Dans le cadre de la reprise de Bouygues Télécom par Orange, la question de l’avenir de TF1 n’est pas franchement marginale, comme le laissent pourtant entendre les intéressés qui démentent de plus en plus mollement la perspective d’une reprise de TF1 par l’opérateur public.
Elle fait plutôt figure de cerise sur le gâteau dans le contexte des grandes manœuvres politiques qui se dessinent autour de l’échéance de 2017.
Certes, la perspective d’une prise de contrôle de TF1 par Orange complique les discussions avec les autorités de régulation. Outre celle des télécoms et de la concurrence, et, peut-être Bruxelles, il faut désormais ajouter le CSA.
Toutefois, malgré les propos très évasifs des dirigeants des deux groupes, et les difficultés liées aux enjeux de la régulation, les discussions se poursuivent avec détermination.

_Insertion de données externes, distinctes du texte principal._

use std::time::Duration;

use serde::{Serialize, Serializer};

use crate::error::{Result, ScanError};

/// Idle-read bound applied after a successful connect.
pub const IDLE_TIMEOUT: Duration = Duration::from_secs(5);

/// Validated, immutable description of one scan.
#[derive(Debug, Clone, PartialEq, Eq)]
pub struct ScanRequest {
    host: String,
    start_port: u16,
    end_port: u16,
    concurrency: usize,
    connect_timeout: Duration,
    idle_timeout: Duration,
}

impl ScanRequest {
    /// Build a request, enforcing `1 <= start <= end`, `concurrency >= 1`
    /// and a non-zero connect timeout.
    pub fn new(
        host: impl Into<String>,
        start_port: u16,
        end_port: u16,
        concurrency: usize,
        connect_timeout: Duration,
    ) -> Result<Self> {
        let host = host.into();
        if host.trim().is_empty() || host.chars().any(char::is_whitespace) {
            return Err(ScanError::InvalidHost(host));
        }
        if start_port == 0 {
            return Err(ScanError::InvalidPort(start_port.to_string()));
        }
        if start_port > end_port {
            return Err(ScanError::InvalidRange {
                start: start_port,
                end: end_port,
            });
        }
        if concurrency == 0 {
            return Err(ScanError::InvalidConcurrency);
        }
        if connect_timeout.is_zero() {
            return Err(ScanError::InvalidTimeout("connect timeout must be positive".into()));
        }
        Ok(Self {
            host,
            start_port,
            end_port,
            concurrency,
            connect_timeout,
            idle_timeout: IDLE_TIMEOUT,
        })
    }

    /// Override the idle-read bound (defaults to [`IDLE_TIMEOUT`]).
    pub fn with_idle_timeout(mut self, idle_timeout: Duration) -> Result<Self> {
        if idle_timeout.is_zero() {
            return Err(ScanError::InvalidTimeout("idle timeout must be positive".into()));
        }
        self.idle_timeout = idle_timeout;
        Ok(self)
    }

    pub fn host(&self) -> &str {
        &self.host
    }

    pub fn start_port(&self) -> u16 {
        self.start_port
    }

    pub fn end_port(&self) -> u16 {
        self.end_port
    }

    pub fn concurrency(&self) -> usize {
        self.concurrency
    }

    pub fn connect_timeout(&self) -> Duration {
        self.connect_timeout
    }

    pub fn idle_timeout(&self) -> Duration {
        self.idle_timeout
    }

    /// Workers actually spawned: never more than there are ports to claim.
    pub fn worker_count(&self) -> usize {
        usize::try_from(self.total_ports()).map_or(self.concurrency, |n| self.concurrency.min(n))
    }

    /// Number of ports in the inclusive range.
    pub fn total_ports(&self) -> u64 {
        u64::from(self.end_port) - u64::from(self.start_port) + 1
    }
}

/// Classification of a single probe.
#[derive(Debug, Clone, PartialEq, Eq)]
pub enum ProbeOutcome {
    /// Connected, then the read phase idled out. `response` holds whatever
    /// arrived before going quiet.
    Open { port: u16, response: Vec<u8> },
    /// Connect failed or timed out, or the peer closed before idling out.
    Closed { port: u16 },
    /// Connected, then the read phase hit an I/O error.
    Errored { port: u16, cause: String },
}

impl ProbeOutcome {
    pub fn is_open(&self) -> bool {
        matches!(self, ProbeOutcome::Open { .. })
    }
}

/// One open-port record held by the result collector.
#[derive(Serialize, Debug, Clone, PartialEq, Eq)]
pub struct OpenPort {
    pub port: u16,
    #[serde(serialize_with = "serialize_lossy")]
    pub response: Vec<u8>,
}

impl OpenPort {
    /// Lossy UTF-8 rendering of the captured bytes with CR/LF escaped so the
    /// preview stays on one line. `None` when nothing was received.
    pub fn preview(&self) -> Option<String> {
        if self.response.is_empty() {
            return None;
        }
        let s = String::from_utf8_lossy(&self.response);
        Some(s.replace('\r', "\\r").replace('\n', "\\n"))
    }
}

fn serialize_lossy<S: Serializer>(bytes: &[u8], ser: S) -> std::result::Result<S::Ok, S::Error> {
    ser.serialize_str(&String::from_utf8_lossy(bytes))
}

/// Aggregate outcome of a finished (or cancelled) scan.
#[derive(Serialize, Debug, Clone)]
pub struct ScanReport {
    pub host: String,
    pub start_port: u16,
    pub end_port: u16,
    pub total: u64,
    pub probed: u64,
    pub cancelled: bool,
    pub started_at: String,
    pub elapsed_ms: u64,
    /// Sorted by port number.
    pub open: Vec<OpenPort>,
}

impl ScanReport {
    pub fn open_count(&self) -> usize {
        self.open.len()
    }

    pub fn open_ports(&self) -> Vec<u16> {
        self.open.iter().map(|o| o.port).collect()
    }
}

#[cfg(test)]
mod tests {
    use super::*;

    #[test]
    fn request_rejects_bad_input() {
        let t = Duration::from_secs(1);
        assert!(matches!(
            ScanRequest::new("h", 10, 9, 1, t),
            Err(ScanError::InvalidRange { start: 10, end: 9 })
        ));
        assert!(matches!(ScanRequest::new("h", 0, 9, 1, t), Err(ScanError::InvalidPort(_))));
        assert!(matches!(ScanRequest::new("h", 1, 9, 0, t), Err(ScanError::InvalidConcurrency)));
        assert!(matches!(ScanRequest::new("", 1, 9, 1, t), Err(ScanError::InvalidHost(_))));
        assert!(matches!(
            ScanRequest::new("h", 1, 9, 1, Duration::ZERO),
            Err(ScanError::InvalidTimeout(_))
        ));
    }

    #[test]
    fn request_defaults_idle_timeout() {
        let req = ScanRequest::new("127.0.0.1", 1, 65535, 100, Duration::from_secs(5)).unwrap();
        assert_eq!(req.idle_timeout(), IDLE_TIMEOUT);
        assert_eq!(req.total_ports(), 65535);
        assert_eq!(req.worker_count(), 100);
    }

    #[test]
    fn worker_count_capped_by_range() {
        let req = ScanRequest::new("h", 8000, 8002, usize::MAX, Duration::from_secs(1)).unwrap();
        assert_eq!(req.concurrency(), usize::MAX);
        assert_eq!(req.worker_count(), 3);
    }

    #[test]
    fn preview_escapes_line_breaks() {
        let open = OpenPort {
            port: 22,
            response: b"SSH-2.0-OpenSSH\r\n".to_vec(),
        };
        assert_eq!(open.preview().as_deref(), Some("SSH-2.0-OpenSSH\\r\\n"));
        let silent = OpenPort { port: 80, response: Vec::new() };
        assert_eq!(silent.preview(), None);
    }
}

Cette volonté de faire passer TF1 dans le giron d’Orange, où l’État reste un actionnaire de référence avec 24% du capital, pourrait-elle donner son sens à la surprenante décision récente du CSA qui autorise LCI à émettre gratuitement sur la TNT, à la grande fureur d’Alain Weill, le patron de NextRadioTV ? BFMTV se piquait-il trop de son importance par rapport au pouvoir pour ne pas être rappelé à l’ordre ?
Politique, quand tu nous tiens !
Les pièces du puzzle se mettent en place, et il n’est pas totalement absurde de penser, pour manier la litote, que ce cadeau accordé à la galaxie Bouygues, qui sauve la chaine info du groupe, puisse entraîner une certaine « bienveillance » de TF1 à l’égard du futur président-candidat socialiste.
Dans le même temps, Stéphane Richard, le président d’Orange, pourrait lui aussi ne pas être insensible à cette dimension politique. Déjà, dans le monde très feutré du grand patronat où l’on se tient à distance des grandes déclarations politiques, ses propos enflammés, dans l’entre-deux tours des régionales, avaient laissés pour le moins perplexes. Stéphane Richard en appelait en effet à la mobilisation des grandes fortunes françaises à qui il demandait de créer un fonds pour lutter contre le FN…
Touché par l’affaire de l’arbitrage de Bernard Tapie qui a entrainé sa mise en examen, en mai dernier, pour complicité de détournement de fonds publics par une personne privée, Stéphane Richard peut être réceptif à l’idée de rapprocher les « tuyaux » et le contenu fourni par un acteur majeur du PAF. Le contexte politique s’y prête.
Quant au grand débat sur la convergence qui agite le landerneau depuis l’aventure désastreuse d’un Messier mégalo, il tend, aujourd’hui, à s’imposer comme une réalité incontournable au regard des opérations stratégiques menées par d’autres grands acteurs comme : Patrick Drahi et son groupe Altice avec Numéricable-SFR et NextRadioTV, Vincent Bolloré avec Vivendi, Canal+ et Telecom Italia, sans oublier Xavier Niel et Free avec Telecom Italia et Le Monde. Un rapprochement entre Orange et TF1 s’inscrirait donc dans une vraie logique industrielle.
Enfin, le groupe Bouygues, qui ces dernières années a connu une passe difficile, trouve là une bonne occasion d’améliorer sa santé financière et de parachever son processus de restructuration. Une bonne affaire pour toutes les parties, en quelque sorte, gouvernement y compris.